Hace pocos días tuve la increíble oportunidad de poder asistir a uno de los conciertazos del año en el auditorio nacional: Teodor Currentzis en la batuta con la orquesta de su creación musicAeterna.

El amigo Teodor es un gigante de casi dos metros de envergadura -o al menos eso me parecía a mi desde abajo-, con cara de niño malo y un corte de pelo cuadriculado al estilo trovador. Su indumentaria también lo hacía inigualable: pantalones vaqueros de pitillo, camisa negra con los botones por atrás y un pendiente brillante, algo inusual en su profesión. Hay que tener muchos bemoles para salir así en un ambiente todavía de añejo abolengo. La cosa fue magistral. Nos encandiló a todos los presentes. Tal vez lo más increíble fueron las dos propinas que nos regaló: «Danza de los caballeros» de Romeo y Julieta de Prokoviev y el «Adagietto no.5» de Mahler.

Mientras se movía majestuosamente en el reducido campo de juego que tienen los directores me vino súbitamente a la cabeza la imagen de otro escenario parecido: otra orquesta con director. Los lunes desde hace más de dos años nos vamos al atardecer a repartir alimentos, en pleno centro de Madrid, a la plaza de Ópera. Se forman dos colas enormes, una de mujeres y otra de hombres, de unas trescientas personas. Yo me subo siempre a un ancho bordillo, donde confluyen las dos colas, y miro a mi orquesta desde arriba. A mis pies los primeros violines: los menas de calle que cada lunes se cuelan invariablemente por la derecha y por la izquierda hasta los primeros puestos. Tras ellos, los instrumentos de cuerda: los ya conocidos por asistir lunes tras lunes. Está también el trombón -el grandullón que llamo yo- un tío enorme, sosegado y silencioso que de vez en cuando suelta un bocinazo reclamando su espacio vital y evitando atropellos de otros músicos. Y yo, como director, desde mi posición contempló lo que sucede e intentó dar paso a unos y otros instrumentos según la partitura grandiosa de la vida de la calle. ¡Qué gran orquesta la mía!

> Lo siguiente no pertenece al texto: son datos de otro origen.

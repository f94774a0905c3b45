use alloc::collections::VecDeque;
use alloc::vec::Vec;
use serde::{Deserialize, Serialize};

use crate::*;

#[derive(Copy, Clone, Debug, PartialEq, Eq, Serialize, Deserialize)]
pub enum Phase {
    /// Cover slides off the cells
    RevealIn,
    /// Cells stay face-up
    Hold,
    /// Cover slides back over the cells
    CoverOut,
    /// Backdrop is lit
    WinFlourish,
    /// Cells are highlighted
    HintFlash,
    /// Nothing moves
    Pause,
}

/// One timed phase over a set of cells.
#[derive(Clone, Debug, PartialEq, Eq, Serialize, Deserialize)]
pub struct Step {
    pub phase: Phase,
    pub cells: Vec<Coord2>,
    pub duration_ms: u32,
}

impl Step {
    pub fn new(phase: Phase, cells: impl Into<Vec<Coord2>>, duration_ms: u32) -> Self {
        Self {
            phase,
            cells: cells.into(),
            duration_ms,
        }
    }
}

/// Completion handle returned when a sequence is queued.
#[derive(Copy, Clone, Debug, PartialEq, Eq, Hash, PartialOrd, Ord, Serialize, Deserialize)]
pub struct SequenceId(u32);

#[derive(Clone, Debug, PartialEq, Serialize, Deserialize)]
struct QueuedStep {
    id: SequenceId,
    step: Step,
    last: bool,
}

/// Runs timed visual phases one after another, advanced by frame ticks.
///
/// The board counts as locked while anything is queued. Only the front step advances on
/// a tick and time left over after it finishes is dropped, so every step is visible for
/// at least one frame.
#[derive(Clone, Debug, Default, PartialEq, Serialize, Deserialize)]
pub struct AnimationSequencer {
    queue: VecDeque<QueuedStep>,
    elapsed_ms: u32,
    next_id: u32,
}

impl AnimationSequencer {
    pub fn new() -> Self {
        Self::default()
    }

    pub fn run(
        &mut self,
        phase: Phase,
        cells: impl Into<Vec<Coord2>>,
        duration_ms: u32,
    ) -> SequenceId {
        self.run_sequence([Step::new(phase, cells, duration_ms)])
    }

    /// Queues steps that complete together under one id. An empty list still takes a frame.
    pub fn run_sequence(&mut self, steps: impl IntoIterator<Item = Step>) -> SequenceId {
        let id = SequenceId(self.next_id);
        self.next_id = self.next_id.wrapping_add(1);

        let start = self.queue.len();
        self.queue.extend(steps.into_iter().map(|step| QueuedStep {
            id,
            step,
            last: false,
        }));
        if self.queue.len() == start {
            self.queue.push_back(QueuedStep {
                id,
                step: Step::new(Phase::Pause, Vec::new(), 0),
                last: true,
            });
        } else if let Some(queued) = self.queue.back_mut() {
            queued.last = true;
        }
        log::trace!("Queued sequence {:?}, {} steps pending", id, self.queue.len());
        id
    }

    pub fn is_locked(&self) -> bool {
        !self.queue.is_empty()
    }

    /// Whether `id` still has steps waiting.
    pub fn is_running(&self, id: SequenceId) -> bool {
        self.queue.iter().any(|queued| queued.id == id)
    }

    /// Advances the front step, returns the sequence it completed, if any.
    pub fn tick(&mut self, elapsed_ms: u32) -> Option<SequenceId> {
        let front = self.queue.front()?;
        self.elapsed_ms = self.elapsed_ms.saturating_add(elapsed_ms);
        if self.elapsed_ms < front.step.duration_ms {
            return None;
        }

        self.elapsed_ms = 0;
        let finished = self.queue.pop_front()?;
        log::trace!("Finished {:?} step of {:?}", finished.step.phase, finished.id);
        finished.last.then_some(finished.id)
    }

    /// Drops every queued step, which releases the lock.
    pub fn clear(&mut self) {
        if self.is_locked() {
            log::debug!("Abandoning {} animation steps", self.queue.len());
        }
        self.queue.clear();
        self.elapsed_ms = 0;
    }

    pub fn frame(&self) -> Frame<'_> {
        Frame {
            current: self.queue.front().map(|queued| (&queued.step, self.elapsed_ms)),
        }
    }
}

/// What the current step wants drawn.
#[derive(Copy, Clone, Debug, PartialEq)]
pub struct Frame<'a> {
    current: Option<(&'a Step, u32)>,
}

impl Frame<'_> {
    pub fn phase(&self) -> Option<Phase> {
        self.current.map(|(step, _)| step.phase)
    }

    pub fn cells(&self) -> &[Coord2] {
        match self.current {
            Some((step, _)) => &step.cells,
            None => &[],
        }
    }

    /// Fraction of the current step already played, zero-length steps count as done.
    pub fn progress(&self) -> f32 {
        match self.current {
            None => 1.0,
            Some((step, _)) if step.duration_ms == 0 => 1.0,
            Some((step, elapsed)) => (elapsed as f32 / step.duration_ms as f32).min(1.0),
        }
    }

    /// How much of the cell is covered, `0.0` face-up to `1.0` covered, when this frame
    /// overrides it.
    pub fn cover_at(&self, coords: Coord2) -> Option<f32> {
        if !self.cells().contains(&coords) {
            return None;
        }
        match self.phase()? {
            Phase::RevealIn => Some(1.0 - self.progress()),
            Phase::Hold => Some(0.0),
            Phase::CoverOut => Some(self.progress()),
            Phase::WinFlourish | Phase::HintFlash | Phase::Pause => None,
        }
    }

    pub fn highlights(&self) -> &[Coord2] {
        match self.phase() {
            Some(Phase::HintFlash) => self.cells(),
            _ => &[],
        }
    }

    pub fn backdrop(&self) -> Backdrop {
        match self.phase() {
            Some(Phase::WinFlourish) => Backdrop::Flash,
            _ => Backdrop::Normal,
        }
    }
}

/// Second tile slides open, the turn settles once it is up.
pub fn match_steps(timing: &TimingConfig, second: Coord2) -> Vec<Step> {
    alloc::vec![Step::new(Phase::RevealIn, [second], timing.reveal_ms)]
}

/// Second tile slides open, both stay up for a moment, then both are covered again.
pub fn mismatch_steps(timing: &TimingConfig, cells: [Coord2; 2]) -> Vec<Step> {
    alloc::vec![
        Step::new(Phase::RevealIn, [cells[1]], timing.reveal_ms),
        Step::new(Phase::Hold, cells, timing.mismatch_hold_ms),
        Step::new(Phase::CoverOut, cells, timing.cover_ms),
    ]
}

/// Highlight blinks on both tiles of the hinted pair.
pub fn hint_steps(timing: &TimingConfig, pair: (Coord2, Coord2)) -> Vec<Step> {
    (0..timing.hint_flash_count)
        .flat_map(|_| {
            [
                Step::new(Phase::HintFlash, [pair.0, pair.1], timing.hint_on_ms),
                Step::new(Phase::Pause, Vec::new(), timing.hint_off_ms),
            ]
        })
        .collect()
}

/// Backdrop alternates plain and lit, starting plain, then the finished board rests.
pub fn win_steps(timing: &TimingConfig) -> Vec<Step> {
    (0..timing.win_flash_count)
        .map(|flip| {
            let phase = if flip % 2 == 0 {
                Phase::Pause
            } else {
                Phase::WinFlourish
            };
            Step::new(phase, Vec::new(), timing.win_flash_ms)
        })
        .chain([Step::new(Phase::Pause, Vec::new(), timing.win_rest_ms)])
        .collect()
}

/// Each group of cells briefly flips open and closed, one group after another.
pub fn preview_steps(timing: &TimingConfig, groups: &[Vec<Coord2>]) -> Vec<Step> {
    groups
        .iter()
        .flat_map(|group| {
            [
                Step::new(Phase::RevealIn, group.clone(), timing.reveal_ms),
                Step::new(Phase::CoverOut, group.clone(), timing.cover_ms),
            ]
        })
        .collect()
}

Me preguntan de vez en cuando que hacemos allí. Para qué sirve. Qué pregunta. Para lo que sirven todas las orquestas y directores del mundo, para dar belleza y hacer más humana y bonita la ciudad, nuestra sociedad. Desde arriba hasta los bajos fondos de la ciudad. En todos estos lados y sitios de la urbe, en los sitios claros y en los oscuros, los de arriba y los de abajo, se necesita belleza y humanidad. Y yo pertenezco a una de las mejores orquestas del mundo y de más belleza jamás vista.

Antes de ejecutar el Adagietto de la quinta sinfonía de Mahler el director nos pidió que guardásemos silencio y al acabar fue él mismo quien retuvo los aplausos. En ese larguísimo silencio de casi 10 segundos, y conmovido por la belleza que acababa de acontecer, empecé a recitar de memoria el viejo salmo 62 que se reza siempre en domingos y festivos: «O Dios, tú eres mi Dios, por ti madrugo, mi alma está sedienta de ti; mi carne tiene ansia de ti, como tierra reseca, agostada sin agua (…) Toda mi vida te bendeciré y alzare las manos invocándote (…) y a la sombra de tus alas canto con júbilo.» ¡Qué preciosa imagen aparece en el culmen de la acción humana, tanto en el instante de máxima tensión de un concierto como en la cola de los que esperan con ansia que empiece el reparto: un águila que con sus alas protege a sus pequeños!

Uno intuye entonces que nunca ha habido, ni habrá, separación entre la acción humana y el silencio. Es en los momentos de máxima intensidad humana cuando aparece el deseo, el salto, hacia Algo-mas-grande: Dios.

¡Qué maravilla este Dios bueno que nos cobija y da sombra siempre, tanto a los que no lo saben como a los que lo esperan!

¡Qué maravilla esta profesión de director de orquesta! Que arte y estilo y ternura se requiere ¡Vivir a la altura de lo humano! ¡Que arte tan grande hecho de un largo camino! Qué grande esta vida.